Problem details: Would you give the entries below again in full, exactly as they stand?

Stored data:
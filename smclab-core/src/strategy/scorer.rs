//! Configurable confluence scorer.
//!
//! For each configured timeframe the scorer runs that timeframe's checks on
//! the native candles that have closed by the end of reference bar
//! `bar_index`. Attempted checks increment `total`; fired checks add +1
//! (bullish) or -1 (bearish) to `score`.

use serde::{Deserialize, Serialize};

use crate::data::MultiTimeframeFrame;
use crate::session::{Session, SessionTable};

use super::checks::{Check, CheckOutcome};
use super::{Strategy, StrategyResult};

fn default_range_session() -> Session {
    Session::Asia
}

/// Checks enabled on one timeframe.
#[derive(Debug, Clone, PartialEq, Eq, Serialize, Deserialize)]
pub struct TimeframeChecks {
    pub timeframe: String,
    pub checks: Vec<Check>,
}

/// Full scorer configuration.
#[derive(Debug, Clone, PartialEq, Eq, Serialize, Deserialize)]
pub struct ScorerConfig {
    pub name: String,
    /// Session whose completed range feeds `session_range_sweep`.
    #[serde(default = "default_range_session")]
    pub range_session: Session,
    pub timeframes: Vec<TimeframeChecks>,
}

/// One check's outcome on one timeframe.
#[derive(Debug, Clone, PartialEq, Eq, Serialize, Deserialize)]
pub struct CheckEntry {
    pub timeframe: String,
    pub check: Check,
    pub outcome: CheckOutcome,
}

/// Every check outcome behind one evaluation.
#[derive(Debug, Clone, PartialEq, Eq, Default, Serialize, Deserialize)]
pub struct ScoreCard {
    pub entries: Vec<CheckEntry>,
}

impl ScoreCard {
    pub fn score(&self) -> i32 {
        self.entries.iter().map(|e| e.outcome.score()).sum()
    }

    pub fn total(&self) -> u32 {
        self.entries
            .iter()
            .filter(|e| e.outcome.is_attempted())
            .count() as u32
    }

    pub fn result(&self) -> StrategyResult {
        StrategyResult::from_score(self.score(), self.total())
    }
}

#[derive(Debug, Clone)]
pub struct ConfluenceScorer {
    config: ScorerConfig,
    sessions: SessionTable,
}

impl ConfluenceScorer {
    pub fn new(config: ScorerConfig, sessions: SessionTable) -> Self {
        Self { config, sessions }
    }

    pub fn config(&self) -> &ScorerConfig {
        &self.config
    }

    /// Run every configured check at `bar_index` and keep the outcomes.
    ///
    /// A timeframe missing from the frame, or a `bar_index` past its end,
    /// records all of its checks as not applicable.
    pub fn score_card(&self, frame: &MultiTimeframeFrame, bar_index: usize) -> ScoreCard {
        let mut entries = Vec::new();
        for tf in &self.config.timeframes {
            let bars = frame.closed_window(&tf.timeframe, bar_index);
            for &check in &tf.checks {
                let outcome = match bars {
                    Some(bars) => check.run(bars, &self.sessions, self.config.range_session),
                    None => CheckOutcome::NotApplicable,
                };
                entries.push(CheckEntry {
                    timeframe: tf.timeframe.clone(),
                    check,
                    outcome,
                });
            }
        }
        let card = ScoreCard { entries };
        tracing::trace!(
            strategy = %self.config.name,
            bar_index,
            score = card.score(),
            total = card.total(),
            "scored bar"
        );
        card
    }
}

impl Strategy for ConfluenceScorer {
    fn name(&self) -> &str {
        &self.config.name
    }

    fn evaluate(&self, frame: &MultiTimeframeFrame, bar_index: usize) -> StrategyResult {
        self.score_card(frame, bar_index).result()
    }
}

Finished task:
filename smclab-core/src/strategy/scorer.rs
//! Configurable confluence scorer.
//!
//! For each configured timeframe the scorer runs that timeframe's checks on
//! the native candles that have closed by the end of reference bar
//! `bar_index`. Attempted checks increment `total`; fired checks add +1
//! (bullish) or -1 (bearish) to `score`.

use serde::{Deserialize, Serialize};

use crate::data::MultiTimeframeFrame;
use crate::session::{Session, SessionTable};

use super::checks::{Check, CheckOutcome};
use super::{Strategy, StrategyResult};

fn default_range_session() -> Session {
    Session::Asia
}

/// Checks enabled on one timeframe.
#[derive(Debug, Clone, PartialEq, Eq, Serialize, Deserialize)]
pub struct TimeframeChecks {
    pub timeframe: String,
    pub checks: Vec<Check>,
}

/// Full scorer configuration.
#[derive(Debug, Clone, PartialEq, Eq, Serialize, Deserialize)]
pub struct ScorerConfig {
    pub name: String,
    /// Session whose completed range feeds `session_range_sweep`.
    #[serde(default = "default_range_session")]
    pub range_session: Session,
    pub timeframes: Vec<TimeframeChecks>,
}

/// One check's outcome on one timeframe.
#[derive(Debug, Clone, PartialEq, Eq, Serialize, Deserialize)]
pub struct CheckEntry {
    pub timeframe: String,
    pub check: Check,
    pub outcome: CheckOutcome,
}

/// Every check outcome behind one evaluation.
#[derive(Debug, Clone, PartialEq, Eq, Default, Serialize, Deserialize)]
pub struct ScoreCard {
    pub entries: Vec<CheckEntry>,
}

impl ScoreCard {
    pub fn score(&self) -> i32 {
        self.entries.iter().map(|e| e.outcome.score()).sum()
    }

    pub fn total(&self) -> u32 {
        self.entries
            .iter()
            .filter(|e| e.outcome.is_attempted())
            .count() as u32
    }

    pub fn result(&self) -> StrategyResult {
        StrategyResult::from_score(self.score(), self.total())
    }
}

#[derive(Debug, Clone)]
pub struct ConfluenceScorer {
    config: ScorerConfig,
    sessions: SessionTable,
}

impl ConfluenceScorer {
    pub fn new(config: ScorerConfig, sessions: SessionTable) -> Self {
        Self { config, sessions }
    }

    pub fn config(&self) -> &ScorerConfig {
        &self.config
    }

    /// Run every configured check at `bar_index` and keep the outcomes.
    ///
    /// A timeframe missing from the frame, or a `bar_index` past its end,
    /// records all of its checks as not applicable.
    pub fn score_card(&self, frame: &MultiTimeframeFrame, bar_index: usize) -> ScoreCard {
        let mut entries = Vec::new();
        for tf in &self.config.timeframes {
            let bars = frame.closed_window(&tf.timeframe, bar_index);
            for &check in &tf.checks {
                let outcome = match bars {
                    Some(bars) => check.run(bars, &self.sessions, self.config.range_session),
                    None => CheckOutcome::NotApplicable,
                };
                entries.push(CheckEntry {
                    timeframe: tf.timeframe.clone(),
                    check,
                    outcome,
                });
            }
        }
        let card = ScoreCard { entries };
        tracing::trace!(
            strategy = %self.config.name,
            bar_index,
            score = card.score(),
            total = card.total(),
            "scored bar"
        );
        card
    }
}

impl Strategy for ConfluenceScorer {
    fn name(&self) -> &str {
        &self.config.name
    }

    fn evaluate(&self, frame: &MultiTimeframeFrame, bar_index: usize) -> StrategyResult {
        self.score_card(frame, bar_index).result()
    }
}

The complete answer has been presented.